Re: Character Decoding Problems

From: Evan Tsue <evan(at)windsormgmt(dot)com>
To: Barry Lind <blind(at)xythos(dot)com>
Subject: Re: Character Decoding Problems
Date: 2003-08-12 21:50:36
Message-ID: 17C3FC67-CD27-11D7-A787-000A95A08104@windsormgmt.com
Views: Raw Message | Whole Thread | Download mbox | Resend email
Thread:
Lists: pgsql-jdbc

Barry,

Sure. I'm not certain what the best way to do this is, but if this is
not sufficient, then we can try something else.
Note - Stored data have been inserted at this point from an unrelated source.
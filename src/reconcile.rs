//! Plan/state reconciliation over records.
//!
//! The target starts from `P::default()`, receives every state field whose
//! identifier the plan record shares, then takes plan values field by field:
//!
//! - booleans: plan always wins
//! - other scalars: plan wins when non-zero and different from state
//! - containers and dynamic values: plan wins when set (non-empty for
//!   non-optional containers)
//! - nested records: plan wins if state is zero, otherwise recurse
//!
//! An absent plan value (`None`) never overrides state.
use serde_json::{Map, Value};

use crate::descriptor::{FieldType, Record, describe_record};
use crate::error::ReconcileError;
use crate::path;

pub fn reconcile<P: Record, S: Record>(plan: &P, state: &S) -> Result<P, ReconcileError> {
    let plan_desc = describe_record::<P>()?;
    let state_desc = describe_record::<S>()?;
    let plan_json = to_object(plan, "plan")?;
    let state_json = to_object(state, "state")?;
    let mut target = to_object(&P::default(), "default")?;

    for state_field in state_desc.fields() {
        let Some(plan_field) = plan_desc.by_ident(state_field.ident) else { continue };
        let value = state_json.get(&state_field.serde_key).cloned().unwrap_or(Value::Null);
        if value.is_null() && !plan_field.is_optional() {
            continue;
        }
        target.insert(plan_field.serde_key.clone(), value);
    }

    for plan_field in plan_desc.fields() {
        let planned = plan_json.get(&plan_field.serde_key).unwrap_or(&Value::Null);
        let prior = state_desc
            .by_ident(plan_field.ident)
            .map(|f| state_json.get(&f.serde_key).unwrap_or(&Value::Null));
        let slot = target.entry(plan_field.serde_key.clone()).or_insert(Value::Null);
        apply(planned, prior, slot, &plan_field.ty)?;
    }

    path::from_value_with_path(Value::Object(target)).map_err(ReconcileError::Rebuild)
}

fn to_object<T: serde::Serialize>(
    record: &T,
    which: &'static str,
) -> Result<Map<String, Value>, ReconcileError> {
    let json = serde_json::to_value(record)
        .map_err(|source| ReconcileError::Serialize { which, source })?;
    match json {
        Value::Object(map) => Ok(map),
        _ => Ok(Map::new()),
    }
}

fn apply(
    plan: &Value,
    state: Option<&Value>,
    target: &mut Value,
    ty: &FieldType,
) -> Result<(), ReconcileError> {
    if plan.is_null() {
        return Ok(());
    }
    let Some(state) = state else {
        *target = plan.clone();
        return Ok(());
    };
    match ty.strip_optional() {
        FieldType::Bool => *target = plan.clone(),
        FieldType::String | FieldType::Int | FieldType::Uint | FieldType::Float => {
            if !is_zero(plan) && (is_zero(state) || plan != state) {
                *target = plan.clone();
            }
        }
        FieldType::Slice(_) | FieldType::Set(_) | FieldType::Map { .. } => {
            if ty.is_optional() || !is_empty_container(plan) {
                *target = plan.clone();
            }
        }
        FieldType::Tuple(_) | FieldType::Interface => *target = plan.clone(),
        FieldType::Record(record) => {
            if is_zero(state) || !target.is_object() {
                *target = plan.clone();
                return Ok(());
            }
            let descriptor = record.descriptor()?;
            let (Value::Object(plan_map), Some(target_map)) = (plan, target.as_object_mut()) else {
                return Ok(());
            };
            for field in descriptor.fields() {
                let planned = plan_map.get(&field.serde_key).unwrap_or(&Value::Null);
                let prior = Some(state.get(&field.serde_key).unwrap_or(&Value::Null));
                let slot = target_map.entry(field.serde_key.clone()).or_insert(Value::Null);
                apply(planned, prior, slot, &field.ty)?;
            }
        }
        FieldType::Optional(_) | FieldType::Unsupported(_) => {}
    }
    Ok(())
}

/// Only emptiness counts for containers: `{"k": ""}` is a set value.
fn is_empty_container(v: &Value) -> bool {
    match v {
        Value::Array(items) => items.is_empty(),
        Value::Object(map) => map.is_empty(),
        other => is_zero(other),
    }
}

/// Null, false, zero, empty string, empty collection, or an object of zeros.
fn is_zero(v: &Value) -> bool {
    match v {
        Value::Null => true,
        Value::Bool(b) => !b,
        Value::Number(n) => n.as_f64() == Some(0.0),
        Value::String(s) => s.is_empty(),
        Value::Array(items) => items.is_empty(),
        Value::Object(map) => map.values().all(is_zero),
    }
}

#[cfg(test)]
mod tests {
    use super::*;
    use crate::descriptor::FieldSpec;
    use pretty_assertions::assert_eq;
    use serde::{Deserialize, Serialize};
    use std::collections::BTreeMap;

    #[derive(Debug, Default, Clone, PartialEq, Serialize, Deserialize)]
    #[serde(default)]
    struct Limits {
        cpu: i64,
        memory: String,
    }

    #[derive(Debug, Default, Clone, PartialEq, Serialize, Deserialize)]
    #[serde(default)]
    struct UpdateApp {
        id: String,
        name: String,
        replicas: i64,
        paused: bool,
        owner: Option<String>,
        labels: BTreeMap<String, String>,
        limits: Limits,
    }

    #[derive(Debug, Default, Clone, PartialEq, Serialize, Deserialize)]
    #[serde(default)]
    struct AppState {
        id: String,
        name: String,
        replicas: i64,
        paused: bool,
        owner: Option<String>,
        labels: BTreeMap<String, String>,
        limits: Limits,
        created_at: String,
    }

    crate::describe_records!(Limits);

    impl Record for Limits {
        fn fields() -> Vec<FieldSpec> {
            vec![FieldSpec::new::<i64>("cpu"), FieldSpec::new::<String>("memory")]
        }
    }

    fn app_fields() -> Vec<FieldSpec> {
        vec![
            FieldSpec::new::<String>("id"),
            FieldSpec::new::<String>("name"),
            FieldSpec::new::<i64>("replicas"),
            FieldSpec::new::<bool>("paused"),
            FieldSpec::new::<Option<String>>("owner"),
            FieldSpec::new::<BTreeMap<String, String>>("labels"),
            FieldSpec::new::<Limits>("limits"),
        ]
    }

    impl Record for UpdateApp {
        fn fields() -> Vec<FieldSpec> {
            app_fields()
        }
    }

    impl Record for AppState {
        fn fields() -> Vec<FieldSpec> {
            let mut fields = app_fields();
            fields.push(FieldSpec::new::<String>("created_at"));
            fields
        }
    }

    fn state() -> AppState {
        AppState {
            id: "app-1".into(),
            name: "web".into(),
            replicas: 3,
            paused: true,
            owner: Some("ops".into()),
            labels: BTreeMap::from([("tier".to_string(), "front".to_string())]),
            limits: Limits { cpu: 2, memory: "1Gi".into() },
            created_at: "yesterday".into(),
        }
    }

    #[test]
    fn zero_plan_values_keep_state() {
        let plan = UpdateApp { name: "web2".into(), ..Default::default() };
        let merged = reconcile(&plan, &state()).unwrap();
        assert_eq!(merged, UpdateApp {
            id: "app-1".into(),
            name: "web2".into(),
            replicas: 3,
            // booleans always follow the plan
            paused: false,
            owner: Some("ops".into()),
            labels: BTreeMap::from([("tier".to_string(), "front".to_string())]),
            limits: Limits { cpu: 2, memory: "1Gi".into() },
        });
    }

    #[test]
    fn nested_records_merge_field_by_field() {
        let plan = UpdateApp {
            limits: Limits { cpu: 4, memory: String::new() },
            labels: BTreeMap::from([("tier".to_string(), "back".to_string())]),
            owner: Some("dev".into()),
            ..Default::default()
        };
        let merged = reconcile(&plan, &state()).unwrap();
        assert_eq!(merged.limits, Limits { cpu: 4, memory: "1Gi".into() });
        assert_eq!(merged.labels["tier"], "back");
        assert_eq!(merged.owner.as_deref(), Some("dev"));
    }

    #[test]
    fn zero_state_takes_plan_outright() {
        let plan = UpdateApp {
            limits: Limits { cpu: 1, memory: String::new() },
            ..Default::default()
        };
        let merged = reconcile(&plan, &AppState::default()).unwrap();
        assert_eq!(merged.limits, Limits { cpu: 1, memory: String::new() });
    }

    #[test]
    fn map_with_zero_values_is_still_a_plan_value() {
        let plan = UpdateApp {
            labels: BTreeMap::from([("tier".to_string(), String::new())]),
            ..Default::default()
        };
        let merged = reconcile(&plan, &state()).unwrap();
        assert_eq!(merged.labels, BTreeMap::from([("tier".to_string(), String::new())]));
    }
}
Here's the schema for
the table I created:

testdb=# \d messages
Table "public.messages"
Column | Type |
Modifiers
--------------+------------------------
+-------------------------------------------------------------------
message_uid | integer | not null default
nextval('public.messages_message_uid_seq'::text)
message_text | character varying(255) |
Indexes: messages_pkey primary key btree (message_uid)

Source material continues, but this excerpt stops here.